We included costs associated with the purchase of drugs, drug preparation in the hospital pharmacy and nurse time related to with infusions. Costs associated with the treatment of adverse events were considered to be negligible.  Our primary analysis was carried out from the perspective of the health services, but we have also chosen to present results from a societal perspective where value-added tax and other transfer payments to the government have been deducted from the costs. Costs linked to productivity loss were not included.

Results
Mean progression-free time in the group treated with bevacizumab+paclitaxel was 1 1.2 years whereas it was 0.73 years in the comparator group. This resulted in an incremental effect of 0,47 progression-free years. With regard to quality of life, the incremental effect was 0.2 QALYs. We estimated the incremental costs associated with use of bevacizumab+paclitaxel from a health service perspective to be NOK 762 000, which translates into a cost per progression-free life year gained of NOK 1.6 million and a cost per QALY gained of NOK 3.8 million. The estimate from the societal perspective, where tax, value-added tax and social security payments were deducted, was approx. NOK 1.3 million per progression-free life-year and NOK 3 million per QALY gained. We also calculated the effect of a co-financing scheme advanced by Roche, the company marketing bevacizumab in Norway, which resulted in a cost per progression-fee life year gained of approx. NOK 1,1 million from a health services perspective and NOK 850 000 from a societal perspective.

Discussion
A search for economic evaluations of bevacizumab for breast cancer with results that could be compared to our own resulted did not produce any results. We did however; identify a couple of other studies in which incremental costs have been assessed against changes in progression-free time. Even though the term progression-free life year intuitively suggests a year of life of a certain quality, it is not the same as a quality-adjusted life year (QALY).  The former implies a weighting based on time, whereas the latter is a result of weighting based on quality.  There is no clear-cut answer to the question of how to interpret the price of an extra progression-free year. If one were to apply a threshold, as is often done for QALYs, e.g. NOK 500 000 for sector over-arching programmes as discussed in a report from the Directorate of Health, bevacizumab+paclitaxel would not come across as cost-effective in comparison with paclitaxel alone as first-line treatment for metastatic breast cancer.

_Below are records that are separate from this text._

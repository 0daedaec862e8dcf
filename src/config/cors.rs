use axum::http::{header, HeaderName, HeaderValue, Method};
use std::env;
use std::time::Duration;
use tower_http::cors::{AllowOrigin, CorsLayer};

const DEFAULT_ALLOWED_ORIGINS: &str = "http://localhost:3000,http://localhost:5173";

const PREFLIGHT_MAX_AGE_SECS: u64 = 86400;

pub fn create_cors_layer() -> CorsLayer {
    CorsLayer::new()
        .allow_origin(allowed_origins())
        .allow_methods([
            Method::GET,
            Method::POST,
            Method::DELETE,
            Method::OPTIONS,
        ])
        .allow_headers([
            header::CONTENT_TYPE,
            header::AUTHORIZATION,
            header::ACCEPT,
            HeaderName::from_static("x-user-id"),
        ])
        .allow_credentials(true)
        .max_age(Duration::from_secs(PREFLIGHT_MAX_AGE_SECS))
}

fn allowed_origins() -> AllowOrigin {
    let configured =
        env::var("CORS_ALLOWED_ORIGINS").unwrap_or_else(|_| DEFAULT_ALLOWED_ORIGINS.to_string());

    let origins = parse_origins(&configured);

    // Never fall back to a wildcard: the layer sends credentials, and
    // tower-http panics on `Any` paired with `allow_credentials`.
    if origins.is_empty() {
        tracing::warn!("CORS: No valid origins configured, falling back to the defaults");
        AllowOrigin::list(parse_origins(DEFAULT_ALLOWED_ORIGINS))
    } else {
        tracing::info!("CORS: Configured with {} allowed origin(s)", origins.len());
        AllowOrigin::list(origins)
    }
}

fn parse_origins(configured: &str) -> Vec<HeaderValue> {
    configured
        .split(',')
        .map(str::trim)
        .filter(|origin| !origin.is_empty())
        .filter_map(|origin| match origin.parse::<HeaderValue>() {
            Ok(value) => Some(value),
            Err(e) => {
                tracing::warn!("CORS: Invalid origin '{}': {}", origin, e);
                None
            }
        })
        .collect()
}
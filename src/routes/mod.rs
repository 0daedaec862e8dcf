use axum::middleware;
use axum::routing::{get, post};
use axum::Router;
use tower_http::trace::TraceLayer;

use crate::config::{create_cors_layer, set_security_headers};
use crate::handlers::reports::{check_in_history, event_stats};
use crate::handlers::tickets::{
    cancel_ticket, delete_ticket, get_ticket, issue_tickets, list_event_tickets, lookup_tickets,
    redeem_ticket, reissue_ticket, transfer_ticket, validate_ticket,
};
use crate::handlers::health_check;
use crate::state::AppState;

pub fn create_routes(state: AppState) -> Router {
    Router::new()
        .route("/health", get(health_check))
        .route(
            "/events/:event_id/tickets",
            post(issue_tickets).get(list_event_tickets),
        )
        .route("/events/:event_id/stats", get(event_stats))
        .route("/events/:event_id/check-ins", get(check_in_history))
        .route("/tickets", get(lookup_tickets))
        .route("/tickets/validate", post(validate_ticket))
        .route("/tickets/redeem", post(redeem_ticket))
        .route("/tickets/:ticket_id", get(get_ticket).delete(delete_ticket))
        .route("/tickets/:ticket_id/cancel", post(cancel_ticket))
        .route("/tickets/:ticket_id/reissue", post(reissue_ticket))
        .route("/tickets/:ticket_id/transfer", post(transfer_ticket))
        .layer(TraceLayer::new_for_http())
        .layer(middleware::from_fn(set_security_headers))
        .layer(create_cors_layer())
        .with_state(state)
}
use std::collections::HashMap;
use std::fmt;

use chrono::{DateTime, Utc};
use rust_decimal::Decimal;
use serde::{Deserialize, Serialize};
use serde_json::Value;
use sqlx::FromRow;
use uuid::Uuid;

/// Ticket state machine. `VALID` is the only non-terminal state; redemption
/// and cancellation are terminal. `EXPIRED` exists as a stored status for
/// completeness, but expiry is enforced as a time check at validation and
/// redemption time, so a ticket past its window may still read `VALID` here.
#[derive(Debug, Clone, Copy, PartialEq, Eq, Serialize, Deserialize, sqlx::Type)]
#[serde(rename_all = "SCREAMING_SNAKE_CASE")]
#[sqlx(type_name = "ticket_status", rename_all = "SCREAMING_SNAKE_CASE")]
pub enum TicketStatus {
    Valid,
    Redeemed,
    Cancelled,
    Expired,
}

impl fmt::Display for TicketStatus {
    fn fmt(&self, f: &mut fmt::Formatter<'_>) -> fmt::Result {
        let s = match self {
            TicketStatus::Valid => "VALID",
            TicketStatus::Redeemed => "REDEEMED",
            TicketStatus::Cancelled => "CANCELLED",
            TicketStatus::Expired => "EXPIRED",
        };
        f.write_str(s)
    }
}

/// One admission ticket. `id` is the internal identifier used for admin
/// lookups; `code` is the opaque value presented at the door (e.g. via QR).
/// They are generated independently so a reissue can mint a new presentable
/// code without colliding with record identity.
#[derive(Debug, Clone, Serialize, Deserialize, FromRow)]
pub struct Ticket {
    pub id: Uuid,
    pub code: String,
    pub event_id: Uuid,
    pub order_id: Option<Uuid>,
    pub user_id: Option<Uuid>,
    pub ticket_type: String,
    pub ticket_type_name: Option<String>,
    pub price: Decimal,
    pub holder_email: String,
    pub holder_name: Option<String>,
    pub holder_phone: Option<String>,
    pub status: TicketStatus,
    pub redeemed_at: Option<DateTime<Utc>>,
    pub redeemed_by: Option<String>,
    pub check_in_count: i32,
    pub max_check_ins: i32,
    pub metadata: Value,
    pub notes: Option<String>,
    pub issued_at: DateTime<Utc>,
    pub valid_from: Option<DateTime<Utc>>,
    pub valid_until: Option<DateTime<Utc>>,
    pub created_at: DateTime<Utc>,
    pub updated_at: DateTime<Utc>,
}

/// Per-ticket input to issuance. `ticket_type` and `holder_email` are
/// required; everything else falls back to defaults.
#[derive(Debug, Clone, Serialize, Deserialize)]
pub struct TicketSpec {
    pub ticket_type: String,
    pub holder_email: String,
    pub ticket_type_name: Option<String>,
    pub price: Option<Decimal>,
    pub holder_name: Option<String>,
    pub holder_phone: Option<String>,
    pub max_check_ins: Option<i32>,
    pub metadata: Option<Value>,
}

/// Body of a bulk issuance call.
#[derive(Debug, Clone, Serialize, Deserialize)]
pub struct IssueRequest {
    pub tickets: Vec<TicketSpec>,
    pub order_id: Option<Uuid>,
    pub user_id: Option<Uuid>,
    pub valid_from: Option<DateTime<Utc>>,
    pub valid_until: Option<DateTime<Utc>>,
}

/// General field patch applied by `TicketStore::update`. `None` leaves the
/// stored value untouched; there is no way to unset a field through a patch.
#[derive(Debug, Clone, Default)]
pub struct TicketUpdate {
    pub status: Option<TicketStatus>,
    pub user_id: Option<Uuid>,
    pub holder_email: Option<String>,
    pub holder_name: Option<String>,
    pub holder_phone: Option<String>,
    pub notes: Option<String>,
    pub metadata: Option<Value>,
    pub valid_from: Option<DateTime<Utc>>,
    pub valid_until: Option<DateTime<Utc>>,
}

/// The closed set of reasons a door scanner can receive for a failed
/// validation or redemption.
#[derive(Debug, Clone, Copy, PartialEq, Eq, Serialize, Deserialize)]
#[serde(rename_all = "snake_case")]
pub enum RejectionReason {
    NotFound,
    WrongEvent,
    AlreadyRedeemed,
    Cancelled,
    Expired,
    NotYetValid,
}

impl RejectionReason {
    pub fn message(self) -> &'static str {
        match self {
            RejectionReason::NotFound => "Ticket not found",
            RejectionReason::WrongEvent => "Ticket belongs to a different event",
            RejectionReason::AlreadyRedeemed => "Ticket already redeemed",
            RejectionReason::Cancelled => "Ticket has been cancelled",
            RejectionReason::Expired => "Ticket has expired",
            RejectionReason::NotYetValid => "Ticket is not yet valid",
        }
    }
}

/// Verdict of a read-only validation. The ticket (when found) rides along so
/// scanner UIs can show holder details before committing to redeem.
#[derive(Debug, Clone, Serialize)]
pub struct ValidationOutcome {
    pub valid: bool,
    pub reason: Option<RejectionReason>,
    pub ticket: Option<Ticket>,
}

impl ValidationOutcome {
    pub fn ok(ticket: Ticket) -> Self {
        Self {
            valid: true,
            reason: None,
            ticket: Some(ticket),
        }
    }

    pub fn rejected(reason: RejectionReason, ticket: Option<Ticket>) -> Self {
        Self {
            valid: false,
            reason: Some(reason),
            ticket,
        }
    }
}

/// Outcome of a redemption attempt. `already_redeemed` distinguishes the
/// lost-race / double-scan case from other rejections so the door UI can
/// render "already scanned" specifically.
#[derive(Debug, Clone, Serialize)]
pub struct RedemptionResult {
    pub success: bool,
    pub already_redeemed: bool,
    pub ticket: Option<Ticket>,
    pub message: String,
}

impl RedemptionResult {
    pub fn redeemed(ticket: Ticket) -> Self {
        Self {
            success: true,
            already_redeemed: false,
            ticket: Some(ticket),
            message: "Ticket redeemed".to_string(),
        }
    }

    pub fn already_redeemed(ticket: Ticket) -> Self {
        Self {
            success: false,
            already_redeemed: true,
            ticket: Some(ticket),
            message: RejectionReason::AlreadyRedeemed.message().to_string(),
        }
    }

    pub fn rejected(reason: RejectionReason, ticket: Option<Ticket>) -> Self {
        Self {
            success: false,
            already_redeemed: reason == RejectionReason::AlreadyRedeemed,
            ticket,
            message: reason.message().to_string(),
        }
    }
}

/// Per-event counters computed by the reporting aggregator.
#[derive(Debug, Clone, Serialize)]
pub struct EventStats {
    pub total_tickets: i64,
    pub valid_tickets: i64,
    pub redeemed_tickets: i64,
    pub cancelled_tickets: i64,
    pub expired_tickets: i64,
    pub check_in_rate: f64,
    pub by_type: HashMap<String, i64>,
}

#[cfg(test)]
mod tests {
    use super::*;

    #[test]
    fn test_status_display_matches_wire_form() {
        assert_eq!(TicketStatus::Redeemed.to_string(), "REDEEMED");
        assert_eq!(TicketStatus::Valid.to_string(), "VALID");
    }

    #[test]
    fn test_status_serializes_screaming_snake_case() {
        let json = serde_json::to_string(&TicketStatus::Cancelled).unwrap();
        assert_eq!(json, "\"CANCELLED\"");
        let parsed: TicketStatus = serde_json::from_str("\"REDEEMED\"").unwrap();
        assert_eq!(parsed, TicketStatus::Redeemed);
    }

    #[test]
    fn test_rejection_reasons_render_closed_message_set() {
        assert_eq!(RejectionReason::NotFound.message(), "Ticket not found");
        assert_eq!(
            RejectionReason::AlreadyRedeemed.message(),
            "Ticket already redeemed"
        );
        assert_eq!(
            RejectionReason::NotYetValid.message(),
            "Ticket is not yet valid"
        );
    }

    #[test]
    fn test_rejected_result_flags_double_scan_only() {
        let lost = RedemptionResult::rejected(RejectionReason::AlreadyRedeemed, None);
        assert!(lost.already_redeemed);
        let expired = RedemptionResult::rejected(RejectionReason::Expired, None);
        assert!(!expired.already_redeemed);
        assert!(!expired.success);
    }
}
use std::collections::HashMap;
use std::sync::Arc;

use chrono::{DateTime, Utc};
use rust_decimal::Decimal;
use uuid::Uuid;

use crate::models::{
    Event, IssueRequest, RedemptionResult, RejectionReason, Ticket, TicketSpec, TicketStatus,
    TicketUpdate, ValidationOutcome,
};
use crate::notify::Notifier;
use crate::store::{EventDirectory, TicketStore};
use crate::utils::error::AppError;

/// How many identifier regenerations a single colliding record gets before
/// the collision is surfaced to the caller.
const ID_RETRY_ATTEMPTS: u32 = 3;

/// The ticket lifecycle engine. Stateless: every operation is one or two
/// store round-trips, and all coordination between concurrent instances is
/// delegated to the store's conditional atomic update. No in-process locks,
/// caches, or blacklists anywhere in here.
#[derive(Clone)]
pub struct TicketService {
    store: Arc<dyn TicketStore>,
    events: Arc<dyn EventDirectory>,
    notifier: Arc<dyn Notifier>,
}
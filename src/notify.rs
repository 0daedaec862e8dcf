use async_trait::async_trait;

use crate::models::{Event, Ticket};
use crate::utils::error::AppError;

/// Outbound holder notifications. Dispatch is fire-and-forget: the lifecycle
/// engine spawns these calls and logs failures, so an unreachable mail
/// service can never fail an issuance or cancellation.
#[async_trait]
pub trait Notifier: Send + Sync {
    /// One message per holder; `tickets` is the holder's group from a single
    /// issuance call.
    async fn ticket_issued(&self, tickets: &[Ticket], event: &Event) -> Result<(), AppError>;

    async fn ticket_cancelled(&self, ticket: &Ticket) -> Result<(), AppError>;

    async fn ticket_transferred(&self, ticket: &Ticket) -> Result<(), AppError>;
}

/// Default notifier: records the dispatch in the log stream. Real delivery
/// (mail, push) lives behind this seam outside this service.
#[derive(Default)]
pub struct TracingNotifier;

#[async_trait]
impl Notifier for TracingNotifier {
    async fn ticket_issued(&self, tickets: &[Ticket], event: &Event) -> Result<(), AppError> {
        let holder = tickets.first().map(|t| t.holder_email.as_str()).unwrap_or("");
        tracing::info!(
            holder = %holder,
            event = %event.id,
            count = tickets.len(),
            "Dispatching ticket notification"
        );
        Ok(())
    }

    async fn ticket_cancelled(&self, ticket: &Ticket) -> Result<(), AppError> {
        tracing::info!(
            holder = %ticket.holder_email,
            ticket = %ticket.id,
            "Dispatching cancellation notification"
        );
        Ok(())
    }

    async fn ticket_transferred(&self, ticket: &Ticket) -> Result<(), AppError> {
        tracing::info!(
            holder = %ticket.holder_email,
            ticket = %ticket.id,
            "Dispatching transfer notification"
        );
        Ok(())
    }
}

/// Test notifier: remembers every dispatch so tests can assert on grouping
/// and recipients.
#[derive(Default)]
pub struct RecordingNotifier {
    pub sent: std::sync::Mutex<Vec<NotificationRecord>>,
}

#[derive(Debug, Clone, PartialEq, Eq)]
pub enum NotificationRecord {
    Issued { holder_email: String, count: usize },
    Cancelled { holder_email: String },
    Transferred { holder_email: String },
}

impl RecordingNotifier {
    pub fn new() -> Self {
        Self::default()
    }

    pub fn records(&self) -> Vec<NotificationRecord> {
        self.sent.lock().map(|s| s.clone()).unwrap_or_default()
    }

    fn push(&self, record: NotificationRecord) {
        if let Ok(mut sent) = self.sent.lock() {
            sent.push(record);
        }
    }
}

#[async_trait]
impl Notifier for RecordingNotifier {
    async fn ticket_issued(&self, tickets: &[Ticket], _event: &Event) -> Result<(), AppError> {
        let holder_email = tickets
            .first()
            .map(|t| t.holder_email.clone())
            .unwrap_or_default();
        self.push(NotificationRecord::Issued {
            holder_email,
            count: tickets.len(),
        });
        Ok(())
    }

    async fn ticket_cancelled(&self, ticket: &Ticket) -> Result<(), AppError> {
        self.push(NotificationRecord::Cancelled {
            holder_email: ticket.holder_email.clone(),
        });
        Ok(())
    }

    async fn ticket_transferred(&self, ticket: &Ticket) -> Result<(), AppError> {
        self.push(NotificationRecord::Transferred {
            holder_email: ticket.holder_email.clone(),
        });
        Ok(())
    }
}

The limitations of our analysis comprise the fact that it is based on only one clinical trial, and then mainly on its survival curves. The model does not necessarily reflect Norwegian clinical practice in terms of the choice of comparator and the follow-up of individual patients. We were unable to access Norwegian data on progression-free time associated with first-line treatment for the patient group. Finally, the costs included are limited to those associated with the purchase and preparation of medicines, and nurse time related to infusion.

Conclusion
On the basis of our health economic model, which in turn is entirely based on effectiveness data from the clinical trial Miller et al. the cost per progression-free life year gained is very high, even when the co-financing scheme proposed by Roche has been accounted for. The cost per QALY is significantly higher than cost-effectiveness thresholds which have been proposed in Norway.

The Norwegian Knowledge Centre for the Health Services summarizes and disseminates evidence concerning the effect of treatments, methods, and interventions in health services, in addition to monitoring health service quality. Our goal is to support good decision making in order to provide patients in Norway with the best possible care. The Centre is organized under The Directorate for Health and Social Affairs, but is scientifically and professionally independent. The Centre has no authority to develop health policy or responsibility to implement policies.